Consequence: Network operations would hang forever in cases when connection to RHN / RHN Satellite would be established but idle.

Fix: Establish a timeout for HTTP connections to RHN / RHN Satellite.

Result: Idle HTTP connections would timeout after a predefined time interval.

Comment 5 Martin Minar 2011-08-09 12:28:49 UTC

Verified with rhnlib-2.5.22-11.el6.

Notes:
1. Problem is only with http (port 80) version.
2. Used "nc -l 0.0.0.0 80" reproducer.
3. Old version didn't timeout.
4. New version:
[root@XYZ ~]# time rhn_check -vv
Could not retrieve action from <RetryServer for dell-pe-sc1435-02.rhts.englab.brq.redhat.com/XMLRPC>.
Possible networking problem?

real	2m0.382s
user	0m0.110s
sys	0m0.030s

Comment 6 Miroslav Svoboda 2011-08-26 11:51:15 UTC

    Technical note updated. If any revisions are required, please edit the "Technical Notes" field
    accordingly. All revisions will be proofread by the Engineering Content Services team.
    
    Diffed Contents:
@@ -1,7 +1 @@
-Cause: A bug in rhnlib code.
+Due to an error in the rhnlib code, network operations would have become unresponsive when an HTTP connection to Red Hat Network (RHN) or RHN Satellite became idle. The code has been modified to use timeout for HTTP connections. Network operations are now terminated after predefined time interval and can be restarted.-
-Consequence: Network operations would hang forever in cases when connection to RHN / RHN Satellite would be established but idle.
-
-Fix: Establish a timeout for HTTP connections to RHN / RHN Satellite.
-
-Result: Idle HTTP connections would timeout after a predefined time interval.

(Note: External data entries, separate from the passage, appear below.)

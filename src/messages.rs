//! Host message payloads
//!
//! JSON bodies exchanged with the chart plotter host: the route request and
//! response pair, declination updates and the notices the session emits.

use route_pilot_core::route::WaypointSpec;
use serde::{Deserialize, Serialize};
use serde_json::{json, Value};

/// Incoming: a route was activated on the host
pub const MSG_ROUTE_ACTIVATED: &str = "OCPN_RTE_ACTIVATED";
/// Incoming: route waypoints in reply to a request
pub const MSG_ROUTE_RESPONSE: &str = "OCPN_ROUTE_RESPONSE";
/// Incoming: the host deactivated the route
pub const MSG_ROUTE_DEACTIVATED: &str = "OCPN_RTE_DEACTIVATED";
/// Incoming: the host ended the route
pub const MSG_ROUTE_ENDED: &str = "OCPN_RTE_ENDED";
/// Incoming: magnetic variation at the boat
pub const MSG_DECLINATION: &str = "WMM_VARIATION_BOAT";

/// Outgoing: request the waypoints of a route
pub const MSG_ROUTE_REQUEST: &str = "OCPN_ROUTE_REQUEST";
/// Outgoing: a waypoint became active
pub const MSG_WAYPOINT_ACTIVATED: &str = "OCPN_WPT_ACTIVATED";
/// Outgoing: request magnetic variation at the boat
pub const MSG_DECLINATION_REQUEST: &str = "WMM_VARIATION_BOAT_REQUEST";
/// Outgoing: a route could not be loaded
pub const MSG_ROUTE_LOAD_FAILED: &str = "AUTOPILOT_ROUTE_LOAD_FAILED";

/// Arrival radius used when a waypoint record omits it (nm)
pub const DEFAULT_ARRIVAL_RADIUS_NM: f64 = 0.05;

/// Route response body
#[derive(Debug, Clone, Deserialize)]
pub struct RouteResponse {
    #[serde(rename = "GUID")]
    pub guid: String,
    /// The host could not find the route
    #[serde(default)]
    pub error: bool,
    #[serde(default)]
    pub waypoints: Vec<WaypointRecord>,
}

/// One waypoint of a route response
#[derive(Debug, Clone, PartialEq, Serialize, Deserialize)]
pub struct WaypointRecord {
    pub lat: f64,
    pub lon: f64,
    #[serde(rename = "Name", default)]
    pub name: String,
    #[serde(rename = "GUID", default)]
    pub guid: String,
    /// Arrival radius in nautical miles
    #[serde(rename = "ArrivalRadius", default = "default_arrival_radius")]
    pub arrival_radius_nm: f64,
}

fn default_arrival_radius() -> f64 {
    DEFAULT_ARRIVAL_RADIUS_NM
}

impl WaypointRecord {
    pub fn as_spec(&self) -> WaypointSpec<'_> {
        WaypointSpec {
            lat: self.lat,
            lon: self.lon,
            name: &self.name,
            id: &self.guid,
            arrival_radius_nm: self.arrival_radius_nm,
        }
    }
}

/// Route activation and deactivation body
#[derive(Debug, Clone, Deserialize)]
pub struct RouteRef {
    #[serde(rename = "GUID")]
    pub guid: String,
}

/// Declination body; the host sends the value as a number or a string
#[derive(Debug, Clone, Deserialize)]
pub struct DeclinationUpdate {
    #[serde(rename = "Decl")]
    pub decl: Value,
}

impl DeclinationUpdate {
    /// Declination in degrees, east positive
    pub fn degrees(&self) -> Option<f64> {
        let degrees: Option<f64> = match &self.decl {
            Value::Number(n) => n.as_f64(),
            Value::String(s) => s.trim().parse().ok(),
            _ => None,
        };
        degrees.filter(|d| d.is_finite())
    }
}

/// Notices the session emits to the host
#[derive(Debug, Clone, PartialEq)]
pub enum Notice {
    /// Ask the host for the waypoints of a route
    RouteRequested { guid: String },
    /// The active route was cleared
    RouteDeactivated,
    /// The vessel finished the route
    RouteEnded,
    /// A waypoint became the active target
    WaypointActivated { guid: String, name: String },
    /// A route payload was rejected; the previous route is retained
    RouteLoadFailed { reason: String },
    /// The declination is missing or stale
    DeclinationRequested,
}

impl Notice {
    /// Host message identifier
    pub fn message_id(&self) -> &'static str {
        match self {
            Notice::RouteRequested { .. } => MSG_ROUTE_REQUEST,
            Notice::RouteDeactivated => MSG_ROUTE_DEACTIVATED,
            Notice::RouteEnded => MSG_ROUTE_ENDED,
            Notice::WaypointActivated { .. } => MSG_WAYPOINT_ACTIVATED,
            Notice::RouteLoadFailed { .. } => MSG_ROUTE_LOAD_FAILED,
            Notice::DeclinationRequested => MSG_DECLINATION_REQUEST,
        }
    }

    /// JSON message body
    pub fn body(&self) -> Value {
        match self {
            Notice::RouteRequested { guid } => json!({ "GUID": guid }),
            Notice::WaypointActivated { guid, name } => json!({ "GUID": guid, "Name": name }),
            Notice::RouteLoadFailed { reason } => json!({ "error": reason }),
            Notice::RouteDeactivated | Notice::RouteEnded | Notice::DeclinationRequested => {
                json!({})
            }
        }
    }
}
impl RouteNavigator {
    pub fn new(config: NavigatorConfig, geometry: Geometry) -> Self {
        Self {
            config,
            geometry,
            tracker: WaypointTracker::new(),
            state: NavState::default(),
            last_xte: None,
            generation: None,
            awaiting: None,
            confirmed: None,
        }
    }

    pub fn config(&self) -> &NavigatorConfig {
        &self.config
    }

    /// Replace the configuration; takes effect on the next tick
    ///
    /// A mode change drops the XTE history so the rate term starts fresh.
    pub fn set_config(&mut self, config: NavigatorConfig) {
        if config.mode != self.config.mode {
            self.last_xte = None;
        }
        self.config = config;
    }

    pub fn geometry(&self) -> &Geometry {
        &self.geometry
    }

    pub fn set_geometry(&mut self, geometry: Geometry) {
        self.geometry = geometry;
    }

    pub fn state(&self) -> &NavState {
        &self.state
    }

    pub fn tracker(&self) -> &WaypointTracker {
        &self.tracker
    }

    /// Generation of the route the state was built against
    pub fn generation(&self) -> Option<u64> {
        self.generation
    }

    /// True while an operator confirmation is waiting to be used
    pub fn confirm_pending(&self) -> bool {
        self.confirmed.is_some()
    }

    /// Waypoint held at its arrival until the advance is confirmed
    pub fn awaiting_confirmation(&self) -> Option<usize> {
        self.awaiting
    }

    /// Confirm the pending waypoint advance
    ///
    /// Only a waypoint the last tick reported as awaiting confirmation can
    /// be confirmed; returns `false` when nothing is waiting.
    pub fn confirm_advance(&mut self) -> bool {
        self.confirmed = self.awaiting;
        self.confirmed.is_some()
    }

    /// Forget all route progress
    pub fn reset(&mut self) {
        self.tracker.reset();
        self.state = NavState::default();
        self.last_xte = None;
        self.generation = None;
        self.awaiting = None;
        self.confirmed = None;
    }

    /// Run one navigation tick
    pub fn tick(&mut self, input: &NavInput<'_>) -> TickOutcome {
        if self.generation != Some(input.generation) {
            self.reset();
            self.generation = Some(input.generation);
        }
        if !input.route.is_navigable() || !input.fix.position.is_finite() {
            return TickOutcome::NoTarget;
        }

        match self.config.mode {
            NavMode::StandardXte | NavMode::WaypointBearing => self.tick_waypoint(input),
            NavMode::RoutePositionBearing => self.tick_lookahead(input),
        }
    }

    fn tick_waypoint(&mut self, input: &NavInput<'_>) -> TickOutcome {
        let route = input.route;
        let vessel = input.fix.position;

        let granted = self.confirmed.is_some() && self.confirmed == self.tracker.current();
        let update = self.tracker.update(
            route,
            &vessel,
            Confirmation {
                required: self.config.confirm_advance,
                granted,
            },
        );
        self.awaiting = update.events.iter().find_map(|e| match e {
            NavEvent::AwaitingConfirmation(i) => Some(*i),
            _ => None,
        });
        if update.confirmation_used || self.confirmed != self.awaiting {
            self.confirmed = None;
        }

        let index = match update.state {
            TrackerState::Tracking(i) => i,
            TrackerState::Ended => return self.finish(update.events),
            TrackerState::Unset => return TickOutcome::NoTarget,
        };
        let Some(wp) = route.get(index) else {
            return TickOutcome::NoTarget;
        };
        let origin_name = self
            .tracker
            .origin()
            .and_then(|o| route.get(o))
            .map(|o| o.name.clone())
            .unwrap_or_default();

        let (bearing, xte) = match self.config.mode {
            NavMode::StandardXte => {
                let xte = signed_xte(&vessel, wp, &self.geometry);
                let rate = self.last_xte.map_or(0.0, |last| xte - last);
                self.last_xte = Some(xte);
                (
                    wp.arrival_bearing_deg,
                    xte * self.config.xte_multiplier + rate * self.config.xte_rate_multiplier,
                )
            }
            _ => (update.bearing_deg, 0.0),
        };

        self.state.target = NavTarget::Waypoint(index);
        let output = self.build_output(
            input,
            Destination {
                point: wp.point,
                name: wp.name.clone(),
                origin_name,
                track_deg: wp.arrival_bearing_deg,
            },
            bearing,
            xte,
            update.arrival,
        );
        TickOutcome::Steer {
            output,
            events: update.events,
        }
    }

    fn tick_lookahead(&mut self, input: &NavInput<'_>) -> TickOutcome {
        let route = input.route;
        let vessel = input.fix.position;
        self.awaiting = None;
        self.confirmed = None;

        let distance = match self.config.lookahead_mode {
            LookaheadMode::Distance => self.config.lookahead_distance_nm,
            LookaheadMode::Time => {
                LookaheadSearch::distance_for_time(self.config.lookahead_time_s, input.avg_sog_kn)
            }
        };
        let search = LookaheadSearch::new(distance, self.config.max_angle_deg);
        let Some(target) = search.find(&vessel, route, &self.geometry) else {
            return TickOutcome::NoTarget;
        };

        let mut events = NavEvents::new();
        if target.complete {
            let _ = events.push(NavEvent::RouteEnded);
            return self.finish(events);
        }

        let previous_ahead = match self.state.target {
            NavTarget::Lookahead { ahead_index, .. } => Some(ahead_index),
            _ => None,
        };
        if previous_ahead != Some(target.ahead_index) {
            let _ = events.push(NavEvent::WaypointActivated(target.ahead_index));
        }

        let Some(ahead) = route.get(target.ahead_index) else {
            return TickOutcome::NoTarget;
        };
        let origin_name = target
            .ahead_index
            .checked_sub(1)
            .and_then(|i| route.get(i))
            .map(|o| o.name.clone())
            .unwrap_or_default();
        let arrival = great_circle::distance(&vessel, &ahead.point) < ahead.arrival_radius_nm;

        self.state.target = NavTarget::Lookahead {
            point: target.point,
            ahead_index: target.ahead_index,
        };
        let output = self.build_output(
            input,
            Destination {
                point: target.point,
                name: ahead.name.clone(),
                origin_name,
                track_deg: ahead.arrival_bearing_deg,
            },
            target.bearing_deg,
            0.0,
            arrival,
        );
        TickOutcome::Steer { output, events }
    }

    fn finish(&mut self, events: NavEvents) -> TickOutcome {
        self.state = NavState::default();
        self.last_xte = None;
        TickOutcome::Ended { events }
    }

    fn build_output(
        &mut self,
        input: &NavInput<'_>,
        dest: Destination,
        bearing_deg: f64,
        xte_nm: f64,
        arrival: bool,
    ) -> NavigationOutput {
        let fix = input.fix;
        let (range_nm, to_dest) = distance_bearing(&fix.position, &dest.point);
        let closing = fix.sog_kn * cos((fix.cog_deg - to_dest).to_radians());

        let mut bearing_deg = sanitize(bearing_deg, 0.0);
        let mut bearing_to_destination_deg = sanitize(to_dest, 0.0);
        let mut track_bearing_deg = sanitize(dest.track_deg, 0.0);
        let declination = input
            .declination_deg
            .filter(|d| d.is_finite() && self.config.magnetic);
        if let Some(d) = declination {
            bearing_deg = apply_declination(bearing_deg, d);
            bearing_to_destination_deg = apply_declination(bearing_to_destination_deg, d);
            track_bearing_deg = apply_declination(track_bearing_deg, d);
        }

        let xte_nm = sanitize(xte_nm, 0.0);
        self.state.bearing_deg = bearing_deg;
        self.state.xte_nm = xte_nm;
        self.state.arrival = arrival;
        self.state.last_waypoint_name = dest.origin_name.clone();

        NavigationOutput {
            bearing_deg,
            xte_nm,
            arrival,
            destination_name: dest.name,
            origin_name: dest.origin_name,
            destination: dest.point,
            range_nm: sanitize(range_nm, 0.0),
            bearing_to_destination_deg,
            track_bearing_deg,
            closing_velocity_kn: sanitize(closing, 0.0),
            magnetic: declination.is_some(),
        }
    }
}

Comment 7 errata-xmlrpc 2011-12-06 16:50:07 UTC

Since the problem described in this bug report should be
resolved in a recent advisory, it has been closed with a
resolution of ERRATA.

For information on the advisory, and where to find the updated
files, follow the link below.

If the solution does not work for you, open a new bug report.

http://rhn.redhat.com/errata/RHBA-2011-1665.html